Es gibt Wahrheiten die…
… nur unter der Bedingung aufgedeckt werden können, dass sie entdeckt werden. Ein Satz mit viel Potential, welches auch in dem Stück „Verbrennungen“ von Wajdi Mouawad steckt. Wer die Studiobühne kennt, weiß wie es um die Möglichkeiten einer guten Aufführungen bestellt ist.
Doch anders als erwartet, haben die Schauspieler unter der Regie von Matthias Nadler und Sibylle Steinhauer die wenigen Möglichkeiten geschickt retuschiert und dem Publikum eine Inszenierung geboten, die salopp gesagt „Geil!“ war. Aber wieso lasse ich mich zu einem umgangssprachlichem Wort herab? Um dessen Sinn zu erschließen, lassen wir das gesamte Stück noch einmal Revue passieren.
Das Stück beginnt mit der Vorlesung des Testaments von der verstorbenen Mutter Nawal Marwan. Ihre beiden Kinder Jeanne und Simon werden mit dem letzten Willen konfrontiert, der darin besteht ihren Vater und ihren Bruder zu suchen. Während Jeanne sich dazu aufrafft die Suche nach ihrem Vater zu beginnen, weigert sich Simon anfangs noch und konzentriert sich auf seine Boxkämpfe. Die Suche führt Jeanne durch den ganzen Libanon und auf ihrer Reise erlebt sie eine erschütternde Erkenntnis nach der anderen. Zum Ende schließt sich Simon der Suche doch noch an und letztlich ist die Wahrheit so grauenvoll, dass es den beiden wirklich die Füße vom Boden reißt.

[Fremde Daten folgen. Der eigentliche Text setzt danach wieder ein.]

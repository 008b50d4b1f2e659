//! Boot timeout and retry interval resolution.

use crate::overlay::log_environment_override;
use crate::snapshot::EnvSnapshot;
use bootstrap_ports::LoggerPort;
use serde::{Deserialize, Serialize};
use std::time::Duration;

/// Canonical variable for the boot timeout, in seconds.
pub const ENV_KEY_STARTUP_DURATION: &str = "EDGEX_STARTUP_DURATION";
/// Legacy variable for the boot timeout.
pub const ENV_V1_KEY_STARTUP_DURATION: &str = "startup_duration";
/// Canonical variable for the retry interval, in seconds.
pub const ENV_KEY_STARTUP_INTERVAL: &str = "EDGEX_STARTUP_INTERVAL";
/// Legacy variable for the retry interval.
pub const ENV_V1_KEY_STARTUP_INTERVAL: &str = "startup_interval";

/// Default boot timeout in seconds.
pub const BOOT_TIMEOUT_SECONDS_DEFAULT: u64 = 60;
/// Default retry interval in seconds.
pub const BOOT_RETRY_SECONDS_DEFAULT: u64 = 1;

/// Startup timer parameters, in whole seconds. Both are always positive.
#[derive(Debug, Clone, Copy, PartialEq, Eq, Serialize, Deserialize)]
#[serde(rename_all = "PascalCase")]
pub struct StartupInfo {
    /// Total time allowed for bootstrap.
    pub duration: u64,
    /// Wait between retries.
    pub interval: u64,
}

impl Default for StartupInfo {
    fn default() -> Self {
        Self {
            duration: BOOT_TIMEOUT_SECONDS_DEFAULT,
            interval: BOOT_RETRY_SECONDS_DEFAULT,
        }
    }
}

impl StartupInfo {
    /// Boot timeout as a [`Duration`].
    pub const fn timeout(&self) -> Duration {
        Duration::from_secs(self.duration)
    }

    /// Retry interval as a [`Duration`].
    pub const fn retry_interval(&self) -> Duration {
        Duration::from_secs(self.interval)
    }
}

/// Resolve startup parameters from the environment.
///
/// Each field reads its canonical variable, falling back to the legacy one
/// when the canonical value is absent or empty. Values that are not positive
/// integers keep the corresponding field of `defaults`.
pub fn resolve_startup_info(
    env: &EnvSnapshot,
    logger: &dyn LoggerPort,
    defaults: StartupInfo,
) -> StartupInfo {
    StartupInfo {
        duration: resolve_seconds(
            env,
            logger,
            "Startup Duration",
            [ENV_KEY_STARTUP_DURATION, ENV_V1_KEY_STARTUP_DURATION],
            defaults.duration,
        ),
        interval: resolve_seconds(
            env,
            logger,
            "Startup Interval",
            [ENV_KEY_STARTUP_INTERVAL, ENV_V1_KEY_STARTUP_INTERVAL],
            defaults.interval,
        ),
    }
}

fn resolve_seconds(
    env: &EnvSnapshot,
    logger: &dyn LoggerPort,
    label: &str,
    keys: [&'static str; 2],
    default: u64,
) -> u64 {
    let Some((key, raw)) = env.first_value(&keys) else {
        return default;
    };
    log_environment_override(logger, label, key, raw);

    match raw.parse::<i64>() {
        Ok(seconds) if seconds > 0 => seconds.unsigned_abs(),
        Ok(seconds) => {
            tracing::warn!(key, seconds, default, "non-positive startup value ignored");
            default
        },
        Err(error) => {
            tracing::warn!(key, value = raw, %error, default, "unparseable startup value ignored");
            default
        },
    }
}

#[cfg(test)]
mod tests {
    use super::*;
    use bootstrap_testkit::{NoopLogger, RecordingLogger};

    fn resolve(entries: &[(&str, &str)]) -> StartupInfo {
        let env: EnvSnapshot = entries.iter().copied().collect();
        resolve_startup_info(&env, &NoopLogger, StartupInfo::default())
    }

    #[test]
    fn defaults_apply_without_variables() {
        let info = resolve(&[]);
        assert_eq!(info, StartupInfo { duration: 60, interval: 1 });
        assert_eq!(info.timeout(), Duration::from_secs(60));
        assert_eq!(info.retry_interval(), Duration::from_secs(1));
    }

    #[test]
    fn non_positive_values_keep_defaults() {
        assert_eq!(resolve(&[("EDGEX_STARTUP_DURATION", "0")]).duration, 60);
        assert_eq!(resolve(&[("EDGEX_STARTUP_INTERVAL", "-5")]).interval, 1);
        assert_eq!(resolve(&[("EDGEX_STARTUP_DURATION", "soon")]).duration, 60);
    }

    #[test]
    fn legacy_keys_are_used_when_canonical_is_absent() {
        let info = resolve(&[("startup_duration", "30"), ("startup_interval", "5")]);
        assert_eq!(info, StartupInfo { duration: 30, interval: 5 });
    }

    #[test]
    fn canonical_keys_win_over_legacy_keys() {
        let info = resolve(&[("EDGEX_STARTUP_DURATION", "90"), ("startup_duration", "30")]);
        assert_eq!(info.duration, 90);
    }

    #[test]
    fn empty_canonical_value_falls_back_to_legacy() {
        let info = resolve(&[("EDGEX_STARTUP_DURATION", ""), ("startup_duration", "30")]);
        assert_eq!(info.duration, 30);
    }

    #[test]
    fn fields_are_resolved_independently() {
        let env: EnvSnapshot = [("EDGEX_STARTUP_INTERVAL", "3")].into_iter().collect();
        let defaults = StartupInfo { duration: 120, interval: 2 };
        let info = resolve_startup_info(&env, &NoopLogger, defaults);
        assert_eq!(info, StartupInfo { duration: 120, interval: 3 });
    }

    #[test]
    fn chosen_value_is_logged_before_validation() {
        let env: EnvSnapshot = [("startup_duration", "0")].into_iter().collect();
        let logger = RecordingLogger::new();

        let info = resolve_startup_info(&env, &logger, StartupInfo::default());

        assert_eq!(info.duration, 60);
        let events = logger.events();
        assert_eq!(events.len(), 1);
        assert_eq!(events[0].field_str("name"), Some("Startup Duration"));
        assert_eq!(events[0].field_str("envVar"), Some("startup_duration"));
        assert_eq!(events[0].field_str("value"), Some("0"));
    }
}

Die Suche und die Erschließung des Rätsels ihrer Mutter stehen im Vordergrund der Aufführung. Durch die zeitgleiche Interaktion auf der Bühne wird die vergangene Geschichte von Nawal erzählt. Durch ein Wechselspiel von Vergangenheit und Gegenwart verschmilzen die Stories miteinander und es kommt nie das Gefühl auf, dass etwas unklar bleibt. Zusätzlich ist trotz einiger technischer Macken das Licht sehr gezielt und betonend eingesetzt worden, was wiederum eine Spannung erzeugt hat — eher ein Fesseln. Die Kriegsgeschichte haben die Schauspieler auf wunderbare Art und Weise umgesetzt und ihren ganzen Schreck eindrucksvoll vermittelt. Mit lauten Hintergrundgeräuschen, überzeugenden Requisiten und brachialer Stimmgewalt konnten sie das Publikum begeistern und es mal näher oder mal ferner vom Stück halten. Diese innovative Mischung lässt sich wirklich nur noch mit „Geil!“ beschreiben.